The automation hangs in between the First and Last phases, waiting for model synchronization to complete before it can continue. The hanging, on a freshly provisioned cluster, occurs because a Kubernetes Secret has been specified as an Environment Variable source for a Kubernetes Job named synchronize-model. That Secret is not deployed by the automation. The content of that secret determines how the Job behaves. The Last phase of automation expects that completion of this Job means that the model has been completely uploaded to the ObjectBucketClaim's defined Bucket under the subdirectory models/.

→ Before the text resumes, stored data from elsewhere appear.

//! Component entity type - a stocked part used in production

use serde::Serialize;
use std::fmt;

use crate::core::entity::Entity;
use crate::core::identity::{EntityId, EntityKind};
use crate::entities::relation::RelationKey;

/// A Component entity - a part tracked with an on-hand stock quantity
#[derive(Debug, Clone, PartialEq, Eq, Serialize)]
pub struct Component {
    /// Unique identifier
    id: EntityId,

    /// Component name
    name: String,

    /// Quantity on hand
    stock: u64,

    /// Relations to the suppliers of this component, at most one per supplier
    #[serde(skip_serializing_if = "Vec::is_empty")]
    supplier_relations: Vec<RelationKey>,
}

impl Component {
    /// A new component with no stock and no suppliers
    pub fn new(id: EntityId, name: impl Into<String>) -> Self {
        Self::with_stock(id, name, 0)
    }

    /// Restore a component with a known stock level
    pub fn with_stock(id: EntityId, name: impl Into<String>, stock: u64) -> Self {
        Self {
            id,
            name: name.into(),
            stock,
            supplier_relations: Vec::new(),
        }
    }

    pub fn name(&self) -> &str {
        &self.name
    }

    pub fn stock(&self) -> u64 {
        self.stock
    }

    /// Add delivered units to stock
    pub fn add_to_stock(&mut self, quantity: u32) {
        self.stock = self.stock.saturating_add(u64::from(quantity));
    }

    /// Remove `quantity` from stock for production.
    ///
    /// Returns false and leaves stock untouched if there is not enough on hand.
    pub fn assign(&mut self, quantity: u32) -> bool {
        let quantity = u64::from(quantity);
        if quantity <= self.stock {
            self.stock -= quantity;
            true
        } else {
            false
        }
    }

    /// Keys of the relations to this component's suppliers, in association order
    pub fn supplier_relations(&self) -> &[RelationKey] {
        &self.supplier_relations
    }

    /// The relation key for `supplier`, if that supplier supplies this component
    pub fn relation_with(&self, supplier: &EntityId) -> Option<RelationKey> {
        self.supplier_relations
            .iter()
            .find(|key| &key.supplier == supplier)
            .copied()
    }

    /// Whether a relation equal to `key` is already present
    pub fn has_supplier_relation(&self, key: &RelationKey) -> bool {
        self.supplier_relations.contains(key)
    }

    /// Add a relation key; returns false if an equal key is already present
    pub fn add_supplier_relation(&mut self, key: RelationKey) -> bool {
        if key.component != self.id || self.has_supplier_relation(&key) {
            return false;
        }
        self.supplier_relations.push(key);
        true
    }
}

impl Entity for Component {
    const KIND: EntityKind = EntityKind::Component;

    fn id(&self) -> &EntityId {
        &self.id
    }
}

impl fmt::Display for Component {
    fn fmt(&self, f: &mut fmt::Formatter<'_>) -> fmt::Result {
        write!(
            f,
            "Component name: {} | Component ID: {} | Quantity on hand: {}",
            self.name, self.id, self.stock
        )
    }
}

#[cfg(test)]
mod tests {
    use super::*;

    fn cmp(seq: u32) -> EntityId {
        EntityId::from_parts(EntityKind::Component, seq)
    }

    fn sup(seq: u32) -> EntityId {
        EntityId::from_parts(EntityKind::Supplier, seq)
    }

    #[test]
    fn test_new_component_has_no_stock() {
        let c = Component::new(cmp(1), "Bolt");
        assert_eq!(c.stock(), 0);
        assert!(c.supplier_relations().is_empty());
    }

    #[test]
    fn test_assign_within_stock() {
        let mut c = Component::with_stock(cmp(1), "Bolt", 10);
        assert!(c.assign(4));
        assert_eq!(c.stock(), 6);
        assert!(c.assign(6));
        assert_eq!(c.stock(), 0);
    }

    #[test]
    fn test_assign_beyond_stock_leaves_stock_unchanged() {
        let mut c = Component::with_stock(cmp(1), "Bolt", 3);
        assert!(!c.assign(4));
        assert_eq!(c.stock(), 3);
    }

    #[test]
    fn test_relation_set_rejects_duplicates() {
        let mut c = Component::new(cmp(1), "Bolt");
        let key = RelationKey::new(cmp(1), sup(2));
        assert!(c.add_supplier_relation(key));
        assert!(!c.add_supplier_relation(RelationKey::new(cmp(1), sup(2))));
        assert_eq!(c.supplier_relations().len(), 1);
        assert_eq!(c.relation_with(&sup(2)), Some(key));
        assert_eq!(c.relation_with(&sup(3)), None);
    }

    #[test]
    fn test_relation_set_rejects_foreign_component() {
        let mut c = Component::new(cmp(1), "Bolt");
        assert!(!c.add_supplier_relation(RelationKey::new(cmp(2), sup(1))));
    }

    #[test]
    fn test_display() {
        let c = Component::with_stock(cmp(1), "Bolt", 25);
        insta::assert_snapshot!(c.to_string(), @"Component name: Bolt | Component ID: C1 | Quantity on hand: 25");
    }
}
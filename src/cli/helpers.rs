//! Shared helper functions for CLI commands
//!
//! This module contains utility functions that are used across multiple
//! command modules to avoid code duplication.

use miette::Result;

use crate::core::entity::Entity;
use crate::entities::{Component, Supplier};

/// Truncate a string to max_len characters, adding "..." if truncated
///
/// Useful for table columns that need fixed-width output.
pub fn truncate_str(s: &str, max_len: usize) -> String {
    if s.chars().count() <= max_len {
        s.to_string()
    } else {
        let kept: String = s.chars().take(max_len.saturating_sub(3)).collect();
        format!("{}...", kept)
    }
}

/// Trim a user-supplied entity name, rejecting blank ones
pub fn clean_name(raw: &str, noun: &str) -> Result<String> {
    let name = raw.trim();
    if name.is_empty() {
        return Err(miette::miette!(
            code = "stockroom::blank_name",
            help = "pass the name as a quoted argument, e.g. \"Hex bolt M6\"",
            "{} name cannot be blank",
            noun
        ));
    }
    Ok(name.to_string())
}

/// "Bolt (C1)"
pub fn component_label(component: &Component) -> String {
    format!("{} ({})", component.name(), component.id())
}

/// "Acme (S1)"
pub fn supplier_label(supplier: &Supplier) -> String {
    format!("{} ({})", supplier.name(), supplier.id())
}

/// "1 order" / "3 orders"
pub fn plural(count: usize, noun: &str) -> String {
    if count == 1 {
        format!("{} {}", count, noun)
    } else {
        format!("{} {}s", count, noun)
    }
}

#[cfg(test)]
mod tests {
    use super::*;
    use crate::core::identity::{EntityId, EntityKind};

    #[test]
    fn test_truncate_str() {
        assert_eq!(truncate_str("hello", 10), "hello");
        assert_eq!(truncate_str("hello world", 8), "hello...");
        assert_eq!(truncate_str("hi", 2), "hi");
        assert_eq!(truncate_str("Schraubenmutter größe", 10), "Schraub...");
    }

    #[test]
    fn test_clean_name() {
        assert_eq!(clean_name("  Bolt ", "component").unwrap(), "Bolt");
        assert!(clean_name("   ", "component").is_err());
        assert!(clean_name("", "supplier").is_err());
    }

    #[test]
    fn test_labels() {
        let c = Component::new(EntityId::from_parts(EntityKind::Component, 1), "Bolt");
        let s = Supplier::new(EntityId::from_parts(EntityKind::Supplier, 4), "Acme");
        assert_eq!(component_label(&c), "Bolt (C1)");
        assert_eq!(supplier_label(&s), "Acme (S4)");
    }

    #[test]
    fn test_plural() {
        assert_eq!(plural(1, "order"), "1 order");
        assert_eq!(plural(0, "order"), "0 orders");
        assert_eq!(plural(3, "supplier"), "3 suppliers");
    }
}
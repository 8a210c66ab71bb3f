//! Backend name classification and window-raising strategy.

use figkeep_common::constants::ENV_BACKEND;
use figkeep_common::error::{FigkeepError, Result};
use figkeep_common::types::WindowId;
use figkeep_common::warn::{self, WarnRegistry};

use crate::window::WindowSystem;

/// GUI toolkit behind an interactive backend.
#[derive(Debug, Clone, Copy, PartialEq, Eq, Hash)]
pub enum Toolkit {
    /// GTK 3 or GTK 4.
    Gtk,
    /// Native macOS (Cocoa).
    MacOs,
    /// Qt 5 or Qt 6.
    Qt,
    /// Tk.
    Tk,
    /// wxWidgets.
    Wx,
}

/// Whether a backend opens real windows.
#[derive(Debug, Clone, Copy, PartialEq, Eq, Hash)]
pub enum BackendKind {
    /// Interactive backend driven by a GUI toolkit.
    Gui(Toolkit),
    /// Image, vector, notebook, or web backend.
    NonGui,
}

/// Classifies a backend by name, ignoring case.
#[must_use]
pub fn classify(backend: &str) -> BackendKind {
    let toolkit = match backend.trim().to_ascii_lowercase().as_str() {
        "gtk3agg" | "gtk3cairo" | "gtk4agg" | "gtk4cairo" => Toolkit::Gtk,
        "macosx" => Toolkit::MacOs,
        "qtagg" | "qtcairo" | "qt5agg" | "qt5cairo" => Toolkit::Qt,
        "tkagg" | "tkcairo" => Toolkit::Tk,
        "wx" | "wxagg" | "wxcairo" => Toolkit::Wx,
        _ => return BackendKind::NonGui,
    };
    BackendKind::Gui(toolkit)
}

/// Whether `backend` opens interactive windows.
#[must_use]
pub fn is_gui_backend(backend: &str) -> bool {
    matches!(classify(backend), BackendKind::Gui(_))
}

/// Warn-once key for a configured backend that cannot be read.
pub const WARN_GET_BACKEND: &str = "recommended_backend:get_backend";

/// Preferred interactive backend per operating system.
#[derive(Debug, Clone, PartialEq, Eq)]
pub struct BackendPreferences {
    /// Backend for macOS.
    pub macos: String,
    /// Backend for Linux.
    pub linux: String,
    /// Backend for Windows.
    pub windows: String,
    /// Backend for anything else.
    pub other: String,
    /// Keep a backend the user already configured.
    pub respect_existing: bool,
}

impl Default for BackendPreferences {
    fn default() -> Self {
        Self {
            macos: "macosx".into(),
            linux: "TkAgg".into(),
            windows: "TkAgg".into(),
            other: "TkAgg".into(),
            respect_existing: true,
        }
    }
}

impl BackendPreferences {
    /// Backend for `os`, named as in [`std::env::consts::OS`].
    #[must_use]
    pub fn for_os(&self, os: &str) -> &str {
        match os {
            "macos" => &self.macos,
            "linux" => &self.linux,
            "windows" => &self.windows,
            _ => &self.other,
        }
    }

    /// Picks a backend for `os`, given the one already configured.
    ///
    /// A non-empty `existing` name wins when `respect_existing` is set.
    #[must_use]
    pub fn recommend(&self, os: &str, existing: Option<&str>) -> String {
        match existing.map(str::trim).filter(|name| !name.is_empty()) {
            Some(name) if self.respect_existing => name.to_owned(),
            _ => self.for_os(os).to_owned(),
        }
    }
}

/// The backend named by `MPLBACKEND`, if set.
///
/// # Errors
///
/// Returns [`FigkeepError::InvalidArgument`] if the variable is not
/// valid Unicode.
pub fn configured_backend() -> Result<Option<String>> {
    match std::env::var(ENV_BACKEND) {
        Ok(name) => Ok(Some(name)),
        Err(std::env::VarError::NotPresent) => Ok(None),
        Err(std::env::VarError::NotUnicode(raw)) => Err(FigkeepError::InvalidArgument {
            message: format!("{ENV_BACKEND} is not valid Unicode: {raw:?}"),
        }),
    }
}

/// Recommends a backend for the running platform.
///
/// `current` looks up the backend already configured; it is only asked
/// when `prefs.respect_existing` is set. A failed lookup is reported once
/// and the platform default is used.
pub fn recommended_backend(
    prefs: &BackendPreferences,
    current: impl FnOnce() -> Result<Option<String>>,
) -> String {
    recommend_with(prefs, std::env::consts::OS, current, warn::global())
}

fn recommend_with(
    prefs: &BackendPreferences,
    os: &str,
    current: impl FnOnce() -> Result<Option<String>>,
    warnings: &WarnRegistry,
) -> String {
    if !prefs.respect_existing {
        return prefs.for_os(os).to_owned();
    }
    let existing = current().unwrap_or_else(|e| {
        let _ = warnings.warn_once(
            WARN_GET_BACKEND,
            "recommended_backend: reading the configured backend failed; using platform default",
            Some(&e),
        );
        None
    });
    prefs.recommend(os, existing.as_deref())
}

/// A concrete way of bringing a window to the foreground.
#[derive(Debug, Clone, Copy, PartialEq, Eq, Hash)]
pub enum RaiseMethod {
    /// The window manager object's generic raise.
    Manager,
    /// The macOS manager's raise.
    MacOs,
    /// Qt: show, raise, then activate.
    Qt,
    /// Tk: lift, then force focus.
    Tk,
}

/// How windows of a backend are raised, chosen once from its kind.
#[derive(Debug, Clone, Copy, PartialEq, Eq, Hash)]
pub enum RaiseStrategy {
    /// Nothing to raise.
    NoOp,
    /// Use the window manager's generic raise.
    ManagerRaise,
    /// Use a toolkit-specific sequence.
    Platform(RaiseMethod),
}

impl RaiseStrategy {
    /// Picks the strategy for a backend kind.
    #[must_use]
    pub const fn for_kind(kind: BackendKind) -> Self {
        match kind {
            BackendKind::NonGui => Self::NoOp,
            BackendKind::Gui(Toolkit::MacOs) => Self::Platform(RaiseMethod::MacOs),
            BackendKind::Gui(Toolkit::Qt) => Self::Platform(RaiseMethod::Qt),
            BackendKind::Gui(Toolkit::Tk) => Self::Platform(RaiseMethod::Tk),
            BackendKind::Gui(Toolkit::Gtk | Toolkit::Wx) => Self::ManagerRaise,
        }
    }

    /// Picks the strategy for a backend name.
    #[must_use]
    pub fn for_backend(backend: &str) -> Self {
        Self::for_kind(classify(backend))
    }

    /// The method handed to the window system, if any.
    #[must_use]
    pub const fn method(self) -> Option<RaiseMethod> {
        match self {
            Self::NoOp => None,
            Self::ManagerRaise => Some(RaiseMethod::Manager),
            Self::Platform(method) => Some(method),
        }
    }
}

/// Raises a window, reporting failures.
pub(crate) fn try_raise(windows: &dyn WindowSystem, id: WindowId) -> Result<()> {
    match RaiseStrategy::for_backend(&windows.backend()).method() {
        Some(method) => windows.raise(id, method),
        None => Ok(()),
    }
}

/// Best-effort: brings a window to the foreground.
///
/// Returns whether a raise was performed. Failures are logged and
/// swallowed.
pub fn raise_window(windows: &dyn WindowSystem, id: WindowId) -> bool {
    let strategy = RaiseStrategy::for_backend(&windows.backend());
    if strategy == RaiseStrategy::NoOp {
        return false;
    }
    match try_raise(windows, id) {
        Ok(()) => true,
        Err(e) => {
            tracing::debug!(window = %id, error = %e, "raise failed");
            false
        }
    }
}
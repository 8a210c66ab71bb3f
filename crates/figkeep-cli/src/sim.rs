//! Simulated window system for the demo.
//!
//! Windows exist only as a count; they close when a deadline passes or
//! when the interrupt flag is raised, so Ctrl+C ends a hold through its
//! normal exit path.

use std::sync::Arc;
use std::sync::atomic::{AtomicBool, Ordering};
use std::time::{Duration, Instant};

use figkeep_common::error::Result;
use figkeep_common::types::WindowId;
use figkeep_runtime::window::WindowSystem;

/// A fixed set of pretend windows.
#[derive(Debug)]
pub struct SimulatedWindows {
    backend: String,
    count: u32,
    closes_at: Option<Instant>,
    interrupted: Arc<AtomicBool>,
}

impl SimulatedWindows {
    /// Opens `count` windows reporting `backend`.
    pub fn new(backend: impl Into<String>, count: u32, lifetime: Option<Duration>) -> Self {
        Self {
            backend: backend.into(),
            count,
            closes_at: lifetime.map(|d| Instant::now() + d),
            interrupted: Arc::new(AtomicBool::new(false)),
        }
    }

    /// Flag that closes every window once set.
    pub fn interrupt_flag(&self) -> Arc<AtomicBool> {
        Arc::clone(&self.interrupted)
    }

    fn closed(&self) -> bool {
        self.interrupted.load(Ordering::SeqCst)
            || self.closes_at.is_some_and(|at| Instant::now() >= at)
    }
}

impl WindowSystem for SimulatedWindows {
    fn backend(&self) -> String {
        self.backend.clone()
    }

    fn open_windows(&self) -> Result<Vec<WindowId>> {
        if self.closed() {
            return Ok(Vec::new());
        }
        Ok((1..=self.count).map(WindowId::new).collect())
    }

    fn pump_all_events(&self, timeout: Duration) -> Result<()> {
        std::thread::sleep(timeout);
        Ok(())
    }

    fn show_blocking(&self) -> Result<()> {
        while !self.closed() {
            std::thread::sleep(Duration::from_millis(50));
        }
        Ok(())
    }
}

#[cfg(test)]
mod tests {
    use super::*;

    #[test]
    fn windows_close_after_lifetime() {
        let ws = SimulatedWindows::new("TkAgg", 2, Some(Duration::ZERO));
        assert!(ws.open_windows().unwrap_or_default().is_empty());
    }

    #[test]
    fn interrupt_closes_windows() {
        let ws = SimulatedWindows::new("TkAgg", 2, None);
        assert_eq!(ws.open_windows().unwrap_or_default().len(), 2);
        ws.interrupt_flag().store(true, Ordering::SeqCst);
        assert!(ws.open_windows().unwrap_or_default().is_empty());
    }
}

There are several ways to get the job to complete, with some requiring that you download the model to your workstation and a few options requiring only that you provide the credentials and configuration to access the model hosted somewhere accessible to the cluster, allowing the Job to perform the synchronization from directly inside the PoC cluster. Use whichever one works based on where your model is, what credentials you have access to, and whatever you're more comfortable with.

Table of Contents

Creating the Secret

To create the model-source Secret in the demo namespace, as any of the following methods require, you can edit one of the examples provided (and linked below where appropriate) and then use the oc apply -f path/to/secret.yaml or similar, if logged in on the command line.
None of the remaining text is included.